Estrés

Definición

El estrés es una reacción tanto psicológica como física a la presión ejercida sobre una persona. Esto ocurre sólo si la presión se ejerce de forma permanente y la persona sobre la que se ejerce no tiene recursos suficientes para remediar el problema. También puede describirse como una tensión que no se manifiesta adecuadamente en un momento en que el individuo se enfrenta a una situación difícil de manejar. Al mismo tiempo, el estado de alerta de la persona que se dice “estresada” también aumentará. El ambiente que conduce al estrés suele ser el del trabajo, pero el hogar o la familia también pueden estar en la raíz del estrés. Por lo tanto, es importante prestar especial atención a una persona que está bajo estrés porque durante un largo período de tiempo puede ser perjudicial para la salud mental y física. De hecho, en este estado de alerta, incluso los diversos procesos hormonales pueden ser interrumpidos.

Causas del estrés

El estrés puede ocurrir cuando se requiere una adaptación repentina. El hogar puede ser una fuente de estrés cuando está mal administrado. Por ejemplo, podemos hablar de los gritos incesantes de los niños a altas horas de la noche, la enfermedad de uno de los miembros de la familia, la incomprensión del otro en la pareja o también de un barrio poco cooperativo. En el mundo profesional, las causas más frecuentes de estrés son el elevado ritmo de trabajo, la rivalidad entre colegas, un grave problema financiero dentro de la empresa, las amenazas de despido. En términos materiales, iluminación o aire acondicionado defectuosos que no funcionan. Otros factores externos como la contaminación acústica, la mala nutrición, la falta de sueño o el shock emocional también pueden desencadenar estrés. Por último, el abuso de determinados productos puede deberse al uso indebido de determinados productos. Entre ellos se incluyen el tabaco, el café, el alcohol y, por supuesto, las drogas.

Síntomas de estrés

El estrés se manifiesta de manera diferente según cada individuo. Sin embargo, la irritabilidad es el síntoma más común. Además de esto, la fatiga, la depresión, la ansiedad y la alienación también se pueden contar. También se pueden observar problemas cognitivos. Esto puede manifestarse por la dificultad para tomar decisiones, memorizar una o más piezas de información, concentrarse y aprender. Una persona estresada puede comportarse de manera destructiva. También es importante saber que el estrés debilita no sólo la resistencia física sino también el sistema inmunológico. Por lo tanto, las úlceras ocurren con bastante frecuencia, al igual que las insuficiencias cardíacas o respiratorias. El agotamiento es común y no se excluyen las garrapatas. Éstos pueden aparecer en cualquier parte de la cara. Finalmente, el estrés también puede causar problemas sexuales.

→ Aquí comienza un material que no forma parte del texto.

//! # zionbridge-types
//!
//! Shared types, errors, and configuration for **ZionBridge**, the
//! cross-ledger settlement coordinator between a Lightning Network node and
//! the ZION account ledger.
//!
//! This crate is the leaf dependency of the workspace; every other crate
//! depends on it. It defines:
//!
//! - **Identifiers**: [`SettlementId`], [`AccountId`], [`PaymentHash`]
//! - **Settlement model**: [`Settlement`], [`SettlementState`], [`Direction`]
//! - **Configuration**: [`CoordinatorConfig`], [`SweeperConfig`]
//! - **Errors**: [`BridgeError`] with `ZB_ERR_` prefix codes
//! - **Constants**: retry bounds, timeouts, and defaults

pub mod config;
pub mod constants;
pub mod error;
pub mod ids;
pub mod settlement;

// Re-export all primary types at crate root for ergonomic imports:
//   use zionbridge_types::{Settlement, SettlementState, BridgeError, ...};

pub use config::*;
pub use error::*;
pub use ids::*;
pub use settlement::*;

// Constants are accessed via `zionbridge_types::constants::FOO`
// (not re-exported to avoid name collisions).
//! System-wide constants for the ZionBridge settlement coordinator.

/// Default timeout for a single external call (Lightning node or ZION RPC),
/// in milliseconds.
pub const DEFAULT_CALL_TIMEOUT_MS: u64 = 30_000;

/// Default maximum attempts for the Lightning payment leg.
pub const DEFAULT_PAYMENT_ATTEMPTS: u32 = 3;

/// Default maximum attempts for the ledger transfer leg before the
/// settlement escalates to COMPENSATING.
pub const DEFAULT_TRANSFER_ATTEMPTS: u32 = 5;

/// Default base delay for exponential backoff between retries, milliseconds.
pub const DEFAULT_BACKOFF_BASE_MS: u64 = 100;

/// Default cap on a single backoff delay, milliseconds.
pub const DEFAULT_BACKOFF_CAP_MS: u64 = 5_000;

/// Default reconciliation sweep interval, milliseconds.
pub const DEFAULT_SWEEP_INTERVAL_MS: u64 = 30_000;

/// Default staleness threshold: a non-terminal settlement untouched for
/// longer than this is picked up by the sweeper, milliseconds.
pub const DEFAULT_STALENESS_MS: u64 = 60_000;

/// The ledger account that backs the bridge's channel liquidity: outbound
/// debits land here, inbound credits are drawn from here.
pub const DEFAULT_POOL_ACCOUNT: &str = "zion-lightning-pool";

/// Version string.
pub const VERSION: &str = env!("CARGO_PKG_VERSION");

/// Service name.
pub const SERVICE_NAME: &str = "ZionBridge";
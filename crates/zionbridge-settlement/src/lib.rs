//! # zionbridge-settlement
//!
//! The settlement engine: a coordinator that drives cross-ledger
//! settlements between the ZION account ledger and a Lightning node, and a
//! reconciliation sweeper that finishes whatever a crash or an outage left
//! behind.
//!
//! Neither ledger supports distributed transactions, so atomicity is
//! manufactured from three ingredients:
//!
//! 1. **Persisted intent.** Every transition is durably recorded, via
//!    compare-and-swap, before the external call it licenses.
//! 2. **Idempotency keys.** The Lightning leg is keyed by payment hash,
//!    the ledger leg by a key derived from the settlement id, so any
//!    ambiguous step can be replayed instead of guessed about.
//! 3. **Ground truth.** Ambiguity is resolved by asking the backend what
//!    actually happened, never by assuming.

pub mod coordinator;
pub mod reservation;
pub mod retry;
pub mod sweeper;

pub use coordinator::{SettleRequest, SettlementCoordinator};
pub use reservation::ReservationTable;
pub use sweeper::{ReconciliationSweeper, SweepReport};
//! Backoff schedule for retryable external calls.

use std::time::Duration;

use rand::Rng;

/// Delay before retry number `attempt` (1-based): exponential in the
/// attempt, capped, with half-to-full jitter so concurrent settlements
/// retrying against the same backend do not thundering-herd it.
#[must_use]
pub fn backoff_delay(attempt: u32, base: Duration, cap: Duration) -> Duration {
    let factor = 2u32.saturating_pow(attempt.saturating_sub(1));
    let raw = base.saturating_mul(factor).min(cap);
    let millis = u64::try_from(raw.as_millis()).unwrap_or(u64::MAX);
    if millis == 0 {
        return Duration::ZERO;
    }
    let jittered = rand::thread_rng().gen_range(millis / 2..=millis);
    Duration::from_millis(jittered)
}

#[cfg(test)]
mod tests {
    use super::*;

    const BASE: Duration = Duration::from_millis(100);
    const CAP: Duration = Duration::from_millis(5_000);

    #[test]
    fn grows_exponentially_until_the_cap() {
        for _ in 0..50 {
            assert!(backoff_delay(1, BASE, CAP) <= BASE);
            assert!(backoff_delay(2, BASE, CAP) <= BASE * 2);
            assert!(backoff_delay(3, BASE, CAP) <= BASE * 4);
            assert!(backoff_delay(30, BASE, CAP) <= CAP);
        }
    }

    #[test]
    fn jitter_never_drops_below_half() {
        for attempt in 1..8 {
            let raw = BASE * 2u32.pow(attempt - 1);
            let floor = raw.min(CAP) / 2;
            for _ in 0..50 {
                assert!(backoff_delay(attempt, BASE, CAP) >= floor);
            }
        }
    }

    #[test]
    fn zero_base_is_zero_delay() {
        assert_eq!(backoff_delay(5, Duration::ZERO, CAP), Duration::ZERO);
    }
}
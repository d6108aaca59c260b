//! In-memory [`SettlementStore`] backed by a mutex-guarded map.
//!
//! All trait methods take the lock, do their check-and-mutate, and release
//! before returning, so the CAS contract holds under any interleaving of
//! coordinator and sweeper tasks.

use std::collections::HashMap;
use std::sync::{Mutex, MutexGuard};

use async_trait::async_trait;
use chrono::{DateTime, Utc};
use tracing::debug;
use zionbridge_types::{
    BridgeError, PaymentHash, Result, Settlement, SettlementId, SettlementState,
};

use crate::{SettlementStore, StateMeta};

/// Mutex-guarded map store. Cheap to clone-free share behind an `Arc`.
#[derive(Debug, Default)]
pub struct MemoryStore {
    inner: Mutex<HashMap<SettlementId, Settlement>>,
}

impl MemoryStore {
    #[must_use]
    pub fn new() -> Self {
        Self::default()
    }

    fn lock(&self) -> Result<MutexGuard<'_, HashMap<SettlementId, Settlement>>> {
        self.inner
            .lock()
            .map_err(|_| BridgeError::Internal("settlement store lock poisoned".into()))
    }

    fn hash_in_use(map: &HashMap<SettlementId, Settlement>, hash: PaymentHash) -> bool {
        // Failed settlements never reached the network, so their hash is
        // free again. Any other state holds the hash forever.
        map.values().any(|s| {
            s.payment_hash == Some(hash) && s.state != SettlementState::Failed
        })
    }
}

#[async_trait]
impl SettlementStore for MemoryStore {
    async fn create(&self, settlement: Settlement) -> Result<Settlement> {
        let mut map = self.lock()?;
        if let Some(hash) = settlement.payment_hash {
            if Self::hash_in_use(&map, hash) {
                return Err(BridgeError::DuplicatePaymentHash(hash));
            }
        }
        debug!(id = %settlement.id, state = %settlement.state, "settlement created");
        map.insert(settlement.id, settlement.clone());
        Ok(settlement)
    }

    async fn update_state(
        &self,
        id: SettlementId,
        expected: SettlementState,
        new: SettlementState,
        meta: StateMeta,
    ) -> Result<Settlement> {
        let mut map = self.lock()?;
        let record = map.get_mut(&id).ok_or(BridgeError::NotFound(id))?;
        if record.state != expected {
            return Err(BridgeError::StateConflict {
                id,
                expected,
                actual: record.state,
            });
        }
        if !expected.can_transition_to(new) {
            return Err(BridgeError::InvalidTransition {
                id,
                from: expected,
                to: new,
            });
        }
        record.state = new;
        if meta.failure_reason.is_some() {
            record.failure_reason = meta.failure_reason;
        }
        record.updated_at = Utc::now();
        debug!(id = %id, from = %expected, to = %new, "settlement transitioned");
        Ok(record.clone())
    }

    async fn get(&self, id: SettlementId) -> Result<Settlement> {
        self.lock()?
            .get(&id)
            .cloned()
            .ok_or(BridgeError::NotFound(id))
    }

    async fn list_by_state(
        &self,
        state: SettlementState,
        older_than: DateTime<Utc>,
    ) -> Result<Vec<Settlement>> {
        let map = self.lock()?;
        let mut out: Vec<Settlement> = map
            .values()
            .filter(|s| s.state == state && s.updated_at < older_than)
            .cloned()
            .collect();
        out.sort_by_key(|s| s.updated_at);
        Ok(out)
    }

    async fn find_by_payment_hash(&self, hash: &PaymentHash) -> Result<Option<Settlement>> {
        // Same rule as `hash_in_use`: a Failed settlement no longer holds
        // its hash, so a retained dead record must not shadow the live one.
        Ok(self
            .lock()?
            .values()
            .find(|s| {
                s.payment_hash.as_ref() == Some(hash) && s.state != SettlementState::Failed
            })
            .cloned())
    }

    async fn set_invoice(
        &self,
        id: SettlementId,
        invoice: String,
        hash: PaymentHash,
    ) -> Result<Settlement> {
        let mut map = self.lock()?;
        if Self::hash_in_use(&map, hash) {
            return Err(BridgeError::DuplicatePaymentHash(hash));
        }
        let record = map.get_mut(&id).ok_or(BridgeError::NotFound(id))?;
        if record.state != SettlementState::Created {
            return Err(BridgeError::StateConflict {
                id,
                expected: SettlementState::Created,
                actual: record.state,
            });
        }
        record.invoice = Some(invoice);
        record.payment_hash = Some(hash);
        record.updated_at = Utc::now();
        Ok(record.clone())
    }
}

#[cfg(test)]
mod tests {
    use super::*;
    use chrono::Duration;
    use zionbridge_types::{AccountId, Direction};

    fn store() -> MemoryStore {
        MemoryStore::new()
    }

    #[tokio::test]
    async fn create_and_get() {
        let store = store();
        let s = store.create(Settlement::dummy(1_000, "alice")).await.unwrap();
        let got = store.get(s.id).await.unwrap();
        assert_eq!(got.id, s.id);
        assert_eq!(got.state, SettlementState::Created);
    }

    #[tokio::test]
    async fn get_unknown_is_not_found() {
        let err = store().get(SettlementId::new()).await.unwrap_err();
        assert!(matches!(err, BridgeError::NotFound(_)));
    }

    #[tokio::test]
    async fn cas_happy_path_refreshes_updated_at() {
        let store = store();
        let s = store.create(Settlement::dummy(1_000, "alice")).await.unwrap();
        let before = s.updated_at;
        let updated = store
            .update_state(
                s.id,
                SettlementState::Created,
                SettlementState::LedgerReserved,
                StateMeta::none(),
            )
            .await
            .unwrap();
        assert_eq!(updated.state, SettlementState::LedgerReserved);
        assert!(updated.updated_at >= before);
    }

    #[tokio::test]
    async fn cas_rejects_stale_expected_state() {
        let store = store();
        let s = store.create(Settlement::dummy(1_000, "alice")).await.unwrap();
        store
            .update_state(
                s.id,
                SettlementState::Created,
                SettlementState::LedgerReserved,
                StateMeta::none(),
            )
            .await
            .unwrap();
        // A second actor still believing Created loses the race.
        let err = store
            .update_state(
                s.id,
                SettlementState::Created,
                SettlementState::Failed,
                StateMeta::none(),
            )
            .await
            .unwrap_err();
        match err {
            BridgeError::StateConflict { expected, actual, .. } => {
                assert_eq!(expected, SettlementState::Created);
                assert_eq!(actual, SettlementState::LedgerReserved);
            }
            other => panic!("expected StateConflict, got {other}"),
        }
    }

    #[tokio::test]
    async fn cas_rejects_transition_outside_the_table() {
        let store = store();
        let s = store.create(Settlement::dummy(1_000, "alice")).await.unwrap();
        let err = store
            .update_state(
                s.id,
                SettlementState::Created,
                SettlementState::Completed,
                StateMeta::none(),
            )
            .await
            .unwrap_err();
        assert!(matches!(err, BridgeError::InvalidTransition { .. }));
        // The record is untouched.
        assert_eq!(
            store.get(s.id).await.unwrap().state,
            SettlementState::Created
        );
    }

    #[tokio::test]
    async fn failure_reason_is_recorded() {
        let store = store();
        let s = store.create(Settlement::dummy(1_000, "alice")).await.unwrap();
        let updated = store
            .update_state(
                s.id,
                SettlementState::Created,
                SettlementState::Failed,
                StateMeta::reason("insufficient funds"),
            )
            .await
            .unwrap();
        assert_eq!(updated.failure_reason.as_deref(), Some("insufficient funds"));
    }

    #[tokio::test]
    async fn terminal_records_are_retained() {
        let store = store();
        let s = store.create(Settlement::dummy(1_000, "alice")).await.unwrap();
        store
            .update_state(
                s.id,
                SettlementState::Created,
                SettlementState::Failed,
                StateMeta::reason("rejected"),
            )
            .await
            .unwrap();
        let got = store.get(s.id).await.unwrap();
        assert_eq!(got.state, SettlementState::Failed);
        assert_eq!(got.failure_reason.as_deref(), Some("rejected"));
    }

    #[tokio::test]
    async fn list_by_state_filters_on_staleness() {
        let store = store();
        let fresh = store.create(Settlement::dummy(1_000, "a")).await.unwrap();
        let mut stale = Settlement::dummy(2_000, "b");
        stale.updated_at = Utc::now() - Duration::minutes(5);
        let stale = store.create(stale).await.unwrap();

        let cutoff = Utc::now() - Duration::minutes(1);
        let listed = store
            .list_by_state(SettlementState::Created, cutoff)
            .await
            .unwrap();
        assert_eq!(listed.len(), 1);
        assert_eq!(listed[0].id, stale.id);
        assert_ne!(listed[0].id, fresh.id);
    }

    #[tokio::test]
    async fn list_by_state_is_oldest_first() {
        let store = store();
        let mut older = Settlement::dummy(1, "a");
        older.updated_at = Utc::now() - Duration::minutes(10);
        let mut newer = Settlement::dummy(2, "b");
        newer.updated_at = Utc::now() - Duration::minutes(2);
        let newer = store.create(newer).await.unwrap();
        let older = store.create(older).await.unwrap();

        let listed = store
            .list_by_state(SettlementState::Created, Utc::now())
            .await
            .unwrap();
        assert_eq!(listed.len(), 2);
        assert_eq!(listed[0].id, older.id);
        assert_eq!(listed[1].id, newer.id);
    }

    #[tokio::test]
    async fn duplicate_payment_hash_rejected_while_live() {
        let store = store();
        let s = store.create(Settlement::dummy(1_000, "alice")).await.unwrap();
        let hash = s.payment_hash.unwrap();

        let dup = Settlement::new(Direction::LedgerToChannel, 1_000, AccountId::new("bob"))
            .with_invoice(s.invoice.clone().unwrap(), hash);
        let err = store.create(dup.clone()).await.unwrap_err();
        assert!(matches!(err, BridgeError::DuplicatePaymentHash(_)));

        // Once the holder fails, the hash frees up.
        store
            .update_state(
                s.id,
                SettlementState::Created,
                SettlementState::Failed,
                StateMeta::reason("no route"),
            )
            .await
            .unwrap();
        store.create(dup).await.unwrap();
    }

    #[tokio::test]
    async fn find_by_payment_hash() {
        let store = store();
        let s = store.create(Settlement::dummy(1_000, "alice")).await.unwrap();
        let hash = s.payment_hash.unwrap();
        let found = store.find_by_payment_hash(&hash).await.unwrap();
        assert_eq!(found.map(|f| f.id), Some(s.id));

        let missing = PaymentHash::from_bytes([9u8; 32]);
        assert!(store.find_by_payment_hash(&missing).await.unwrap().is_none());
    }

    #[tokio::test]
    async fn find_by_payment_hash_ignores_failed_holders() {
        let store = store();
        let dead = store.create(Settlement::dummy(1_000, "alice")).await.unwrap();
        let hash = dead.payment_hash.unwrap();
        store
            .update_state(
                dead.id,
                SettlementState::Created,
                SettlementState::Failed,
                StateMeta::reason("no route"),
            )
            .await
            .unwrap();

        // The hash alone resolves to nothing now.
        assert!(store.find_by_payment_hash(&hash).await.unwrap().is_none());

        // A new settlement reusing the freed hash is the one the lookup
        // must return, whatever the map's iteration order.
        let live = Settlement::new(Direction::LedgerToChannel, 1_000, AccountId::new("bob"))
            .with_invoice(dead.invoice.clone().unwrap(), hash);
        let live = store.create(live).await.unwrap();
        let found = store.find_by_payment_hash(&hash).await.unwrap();
        assert_eq!(found.map(|f| f.id), Some(live.id));
    }

    #[tokio::test]
    async fn set_invoice_only_in_created() {
        let store = store();
        let s = store
            .create(Settlement::new(
                Direction::ChannelToLedger,
                700,
                AccountId::new("carol"),
            ))
            .await
            .unwrap();
        let hash = PaymentHash::from_bytes([3u8; 32]);
        let updated = store
            .set_invoice(s.id, "lnzb1:700:abc".into(), hash)
            .await
            .unwrap();
        assert_eq!(updated.payment_hash, Some(hash));
        assert_eq!(updated.invoice.as_deref(), Some("lnzb1:700:abc"));

        // Not after the settlement has moved on.
        store
            .update_state(
                s.id,
                SettlementState::Created,
                SettlementState::ChannelSettled,
                StateMeta::none(),
            )
            .await
            .unwrap();
        let err = store
            .set_invoice(s.id, "lnzb1:700:def".into(), PaymentHash::from_bytes([4u8; 32]))
            .await
            .unwrap_err();
        assert!(matches!(err, BridgeError::StateConflict { .. }));
    }
}
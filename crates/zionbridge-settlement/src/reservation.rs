//! In-process reservation table for outbound settlements.
//!
//! The check-and-reserve is atomic per account: two concurrent settlements
//! that each fit the balance alone, but not together, cannot both pass. The
//! table only guards concurrent admission inside this process. The durable
//! reservation of record is the settlement's `LedgerReserved` state, and
//! [`SettlementCoordinator::rebuild_reservations`] repopulates the table
//! from those records after a restart.
//!
//! [`SettlementCoordinator::rebuild_reservations`]: crate::SettlementCoordinator::rebuild_reservations

use std::collections::HashMap;
use std::sync::{Mutex, MutexGuard};

use zionbridge_types::{AccountId, BridgeError, Result};

/// Outstanding reserved amounts per account.
#[derive(Debug, Default)]
pub struct ReservationTable {
    inner: Mutex<HashMap<AccountId, u64>>,
}

impl ReservationTable {
    #[must_use]
    pub fn new() -> Self {
        Self::default()
    }

    fn lock(&self) -> Result<MutexGuard<'_, HashMap<AccountId, u64>>> {
        self.inner
            .lock()
            .map_err(|_| BridgeError::Internal("reservation table lock poisoned".into()))
    }

    /// Reserve `amount` against `balance`, counting what is already
    /// reserved for the account. Returns whether the reservation fit.
    pub fn try_reserve(&self, account: &AccountId, amount: u64, balance: u64) -> Result<bool> {
        let mut map = self.lock()?;
        let held = map.get(account).copied().unwrap_or(0);
        let Some(total) = held.checked_add(amount) else {
            return Ok(false);
        };
        if total > balance {
            return Ok(false);
        }
        map.insert(account.clone(), total);
        Ok(true)
    }

    /// Release a reservation. Saturating, so releasing after a restart
    /// (empty table) is harmless.
    pub fn release(&self, account: &AccountId, amount: u64) -> Result<()> {
        let mut map = self.lock()?;
        if let Some(held) = map.get_mut(account) {
            *held = held.saturating_sub(amount);
            if *held == 0 {
                map.remove(account);
            }
        }
        Ok(())
    }

    /// Re-admit a reservation without a balance check, for rebuilding the
    /// table from durable records after a restart. The funds were already
    /// validated at intake.
    pub fn restore(&self, account: &AccountId, amount: u64) -> Result<()> {
        let mut map = self.lock()?;
        let held = map.entry(account.clone()).or_insert(0);
        *held = held.saturating_add(amount);
        Ok(())
    }

    /// Total currently reserved for the account.
    pub fn outstanding(&self, account: &AccountId) -> Result<u64> {
        Ok(self.lock()?.get(account).copied().unwrap_or(0))
    }
}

Tratamiento con plantas medicinales

La manzanilla alemana se utiliza a menudo para tratar el estrés por medios naturales. Es conocido por sus propiedades calmantes y también trata los trastornos digestivos y varios dolores abdominales. El ginseng, originario del noreste de Asia, tiene propiedades tónicas y antiestrés. Para mejorar la calidad del sueño, el Kava kava se utiliza como auxiliar para dormir, pero también es muy eficaz por sus cualidades relajantes y anestésicas. La valeriana contribuye enormemente al sueño y al bienestar. Como tónico, por otra parte, Eleutherococcus se puede consumir como tónico. De lo contrario, el calamus tiene un efecto favorable en los sistemas digestivo y nervioso. Permite relajar los músculos.